- Prompt -
Search the records for the string "requests" and copy every line where it turns up.

- Recorded information -
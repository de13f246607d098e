//! User configuration via `~/.bibliophant.toml`.
//!
//! On first start a commented default file is written and `bib` stops, asking
//! the user to list a collection. To change settings, edit the file and
//! start again. `--root` names the collection directly and works without a
//! configuration file.

use std::path::{Path, PathBuf};
use std::time::Duration;

use anyhow::{anyhow, bail, Context as _, Result};
use serde::Deserialize;

use bibliophant_executor::{expand_tilde, Settings};

/// Default configuration file, relative to the home folder.
pub const CONFIG_FILE: &str = "~/.bibliophant.toml";

const DEFAULT_TIMEOUT_SECS: u64 = 20;

/// Contents of the configuration file.
#[derive(Debug, Clone, Default, PartialEq, Eq, Deserialize)]
#[serde(deny_unknown_fields)]
pub struct Config {
    /// Collection folders; the first is used unless `-c` names another.
    #[serde(default)]
    pub collections: Vec<String>,
    /// Program opening PDF files
    pub open_pdf: Option<String>,
    /// Program opening folders
    pub open_folder: Option<String>,
    /// Program deleting record folders
    pub delete_folder: Option<String>,
    /// Editor for record drafts
    pub editor: Option<String>,
    /// HTTP timeout of the importers in seconds
    pub timeout_secs: Option<u64>,
}

impl Config {
    /// The default file content with comments.
    pub fn default_toml() -> &'static str {
        r#"# Bibliophant configuration
#
# Collection folders. The first one is opened unless `bib -c <name>` picks
# another by its folder name. Folders are created when missing.
collections = [
    # "~/papers",
]

# Programs the target path is appended to.
# open_pdf = "xdg-open"
# open_folder = "xdg-open"

# Program deleting record folders; by default they are removed directly.
# delete_folder = "rm -rf"

# Editor for record drafts; by default $EDITOR, then vi.
# editor = "vim"

# Timeout of Crossref and arXiv requests in seconds (default: 20).
# timeout_secs = 20
"#
    }

    /// Parse a configuration from TOML text.
    pub fn parse(text: &str) -> Result<Self> {
        Ok(toml::from_str(text)?)
    }

    /// Read the configuration at `path`.
    ///
    /// A missing file is replaced by the default template, and an error
    /// telling the user to fill it in is returned.
    pub fn load(path: &Path) -> Result<Self> {
        if !path.exists() {
            std::fs::write(path, Self::default_toml()).with_context(|| {
                format!("failed to write the default configuration '{}'", path.display())
            })?;
            bail!(
                "created the configuration file '{}'; add a collection folder to it and start again",
                path.display()
            );
        }
        let text = std::fs::read_to_string(path)
            .with_context(|| format!("failed to read the configuration '{}'", path.display()))?;
        Self::parse(&text)
            .with_context(|| format!("invalid configuration '{}'", path.display()))
    }

    /// The configuration and the collection folder to open.
    ///
    /// An explicit `root` wins over the configured collections, and then a
    /// missing file means the defaults instead of the template.
    pub fn locate(path: &Path, root: Option<&str>, name: Option<&str>) -> Result<(Self, PathBuf)> {
        match root {
            Some(root) => {
                let config = if path.exists() {
                    Self::load(path)?
                } else {
                    Self::default()
                };
                Ok((config, expand_tilde(root)))
            }
            None => {
                let config = Self::load(path)?;
                let root = config.collection(name)?;
                Ok((config, root))
            }
        }
    }

    /// The configured collection folders, with `~` expanded.
    pub fn collection_roots(&self) -> Vec<PathBuf> {
        self.collections.iter().map(|c| expand_tilde(c)).collect()
    }

    /// The collection named `name` (its folder name), or the first one.
    pub fn collection(&self, name: Option<&str>) -> Result<PathBuf> {
        let roots = self.collection_roots();
        match name {
            None => roots
                .into_iter()
                .next()
                .ok_or_else(|| anyhow!("no collection is configured")),
            Some(name) => roots
                .into_iter()
                .find(|root| root.file_name().and_then(|n| n.to_str()) == Some(name))
                .ok_or_else(|| anyhow!("there is no collection named '{}'", name)),
        }
    }

    /// External programs used by the commands.
    pub fn settings(&self) -> Settings {
        Settings {
            open_pdf: self.open_pdf.clone(),
            open_folder: self.open_folder.clone(),
            delete_folder: self.delete_folder.clone(),
        }
    }

    /// Editor for drafts: the configured one, then `$EDITOR`, then `vi`.
    pub fn editor(&self) -> String {
        self.editor
            .clone()
            .or_else(|| std::env::var("EDITOR").ok().filter(|e| !e.trim().is_empty()))
            .unwrap_or_else(|| "vi".to_string())
    }

    /// Timeout of importer requests.
    pub fn timeout(&self) -> Duration {
        Duration::from_secs(self.timeout_secs.unwrap_or(DEFAULT_TIMEOUT_SECS))
    }
}

#[cfg(test)]
mod tests {
    use super::*;
    use tempfile::TempDir;

    #[test]
    fn test_parse_full_config() {
        let config = Config::parse(
            r#"
collections = ["/data/papers", "/data/other"]
open_pdf = "zathura"
open_folder = "xdg-open"
delete_folder = "rm -rf"
editor = "nano"
timeout_secs = 5
"#,
        )
        .unwrap();
        assert_eq!(config.collections.len(), 2);
        assert_eq!(config.editor(), "nano");
        assert_eq!(config.timeout(), Duration::from_secs(5));
        assert_eq!(config.settings().open_pdf.as_deref(), Some("zathura"));
        assert_eq!(config.settings().delete_folder.as_deref(), Some("rm -rf"));
    }

    #[test]
    fn test_defaults() {
        let config = Config::parse("collections = [\"/data/papers\"]").unwrap();
        assert_eq!(config.timeout(), Duration::from_secs(20));
        assert_eq!(config.settings(), Settings::default());
    }

    #[test]
    fn test_template_needs_a_collection() {
        // The template parses, but lists no collection yet
        let config = Config::parse(Config::default_toml()).unwrap();
        assert!(config.collections.is_empty());
        let err = config.collection(None).unwrap_err();
        assert_eq!(err.to_string(), "no collection is configured");
    }

    #[test]
    fn test_invalid_toml_is_rejected() {
        assert!(Config::parse("collections = [").is_err());
        assert!(Config::parse("collections = [\"/a\"]\ncolour = \"red\"").is_err());
    }

    #[test]
    fn test_collection_by_folder_name() {
        let config = Config::parse(r#"collections = ["/data/papers", "/data/other"]"#).unwrap();
        assert_eq!(config.collection(None).unwrap(), PathBuf::from("/data/papers"));
        assert_eq!(
            config.collection(Some("other")).unwrap(),
            PathBuf::from("/data/other")
        );
        assert_eq!(
            config.collection(Some("books")).unwrap_err().to_string(),
            "there is no collection named 'books'"
        );
    }

    #[test]
    fn test_missing_file_writes_template() {
        let dir = TempDir::new().unwrap();
        let path = dir.path().join("bibliophant.toml");

        let err = Config::load(&path).unwrap_err();
        assert!(err.to_string().contains("add a collection folder"));
        assert_eq!(
            std::fs::read_to_string(&path).unwrap(),
            Config::default_toml()
        );

        std::fs::write(&path, "collections = [\"/data/papers\"]").unwrap();
        assert_eq!(Config::load(&path).unwrap().collections, vec!["/data/papers"]);
    }

    #[test]
    fn test_root_without_config_file() {
        let dir = TempDir::new().unwrap();
        let path = dir.path().join("bibliophant.toml");

        let (config, root) = Config::locate(&path, Some("/data/papers"), None).unwrap();
        assert_eq!(config, Config::default());
        assert_eq!(root, PathBuf::from("/data/papers"));
        assert!(!path.exists());
    }

    #[test]
    fn test_root_with_template_config() {
        let dir = TempDir::new().unwrap();
        let path = dir.path().join("bibliophant.toml");
        std::fs::write(&path, format!("{}open_pdf = \"zathura\"\n", Config::default_toml())).unwrap();

        let (config, root) = Config::locate(&path, Some("/data/papers"), None).unwrap();
        assert_eq!(config.settings().open_pdf.as_deref(), Some("zathura"));
        assert_eq!(root, PathBuf::from("/data/papers"));

        let err = Config::locate(&path, None, None).unwrap_err();
        assert_eq!(err.to_string(), "no collection is configured");
    }

    #[test]
    fn test_locate_picks_named_collection() {
        let dir = TempDir::new().unwrap();
        let path = dir.path().join("bibliophant.toml");
        std::fs::write(&path, r#"collections = ["/data/papers", "/data/other"]"#).unwrap();

        let (_, root) = Config::locate(&path, None, Some("other")).unwrap();
        assert_eq!(root, PathBuf::from("/data/other"));
        assert!(Config::locate(&dir.path().join("missing.toml"), None, None).is_err());
    }
}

- Response below -
# Timeout of Crossref and arXiv requests in seconds (default: 20).
    /// Timeout of importer requests.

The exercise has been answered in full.